INPUT DATA:
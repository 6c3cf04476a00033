//! Outbound events: per-tick table status, alerts, and completed rounds.
//!
//! The core is an event producer only. Everything here is fire-and-forget
//! over bounded channels: a slow or absent consumer can never stall a tick,
//! and a lost status event never affects table state. Completed rounds ride
//! their own channel so the persistence consumer sees them at most once per
//! round, in round order.

use chrono::{DateTime, Utc};
use serde::Serialize;
use tokio::sync::mpsc;
use tracing::trace;

use crate::types::{RoundRecord, Side, TableId, TableStatistics, TableStatus};

/// Per-table status snapshot, emitted once per processed tick
#[derive(Debug, Clone, Serialize)]
pub struct StatusEvent {
    pub table_id: TableId,
    pub status: TableStatus,
    pub timer: Option<u8>,
    pub round_history: Option<String>,
    pub pattern_matched: Option<String>,
    pub decision: Option<Side>,
    pub statistics: TableStatistics,
    pub timestamp: DateTime<Utc>,
}

/// Alert-worthy failure scoped to one table
#[derive(Debug, Clone, Serialize)]
pub struct ErrorEvent {
    pub table_id: TableId,
    pub category: String,
    pub message: String,
    pub timestamp: DateTime<Utc>,
}

/// Events for the observability/UI consumer
#[derive(Debug, Clone, Serialize)]
#[serde(tag = "type", rename_all = "snake_case")]
pub enum MonitorEvent {
    Status(StatusEvent),
    Error(ErrorEvent),
}

/// A completed round bound for the persistence consumer
#[derive(Debug, Clone, Serialize)]
pub struct RoundEvent {
    pub table_id: TableId,
    pub record: RoundRecord,
}

/// Sending half of both outbound channels
#[derive(Clone)]
pub struct EventSender {
    monitor_tx: mpsc::Sender<MonitorEvent>,
    round_tx: mpsc::Sender<RoundEvent>,
}

impl EventSender {
    /// Build the sender plus both receiving halves
    pub fn channel(
        capacity: usize,
    ) -> (
        EventSender,
        mpsc::Receiver<MonitorEvent>,
        mpsc::Receiver<RoundEvent>,
    ) {
        let (monitor_tx, monitor_rx) = mpsc::channel(capacity);
        let (round_tx, round_rx) = mpsc::channel(capacity);
        (
            EventSender {
                monitor_tx,
                round_tx,
            },
            monitor_rx,
            round_rx,
        )
    }

    pub fn status(&self, event: StatusEvent) {
        if self.monitor_tx.try_send(MonitorEvent::Status(event)).is_err() {
            trace!("status event dropped (consumer behind)");
        }
    }

    pub fn error(&self, table_id: TableId, category: &str, message: impl Into<String>) {
        let event = ErrorEvent {
            table_id,
            category: category.to_string(),
            message: message.into(),
            timestamp: Utc::now(),
        };
        if self.monitor_tx.try_send(MonitorEvent::Error(event)).is_err() {
            trace!("error event dropped (consumer behind)");
        }
    }

    pub fn round(&self, table_id: TableId, record: RoundRecord) {
        if self
            .round_tx
            .try_send(RoundEvent { table_id, record })
            .is_err()
        {
            trace!("round event dropped (consumer behind)");
        }
    }
}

EXERCISE INSTRUCTIONS:
In the listing, return each line containing the string "capacity".

EXERCISE SOLUTION:
        capacity: usize,
        let (monitor_tx, monitor_rx) = mpsc::channel(capacity);
        let (round_tx, round_rx) = mpsc::channel(capacity);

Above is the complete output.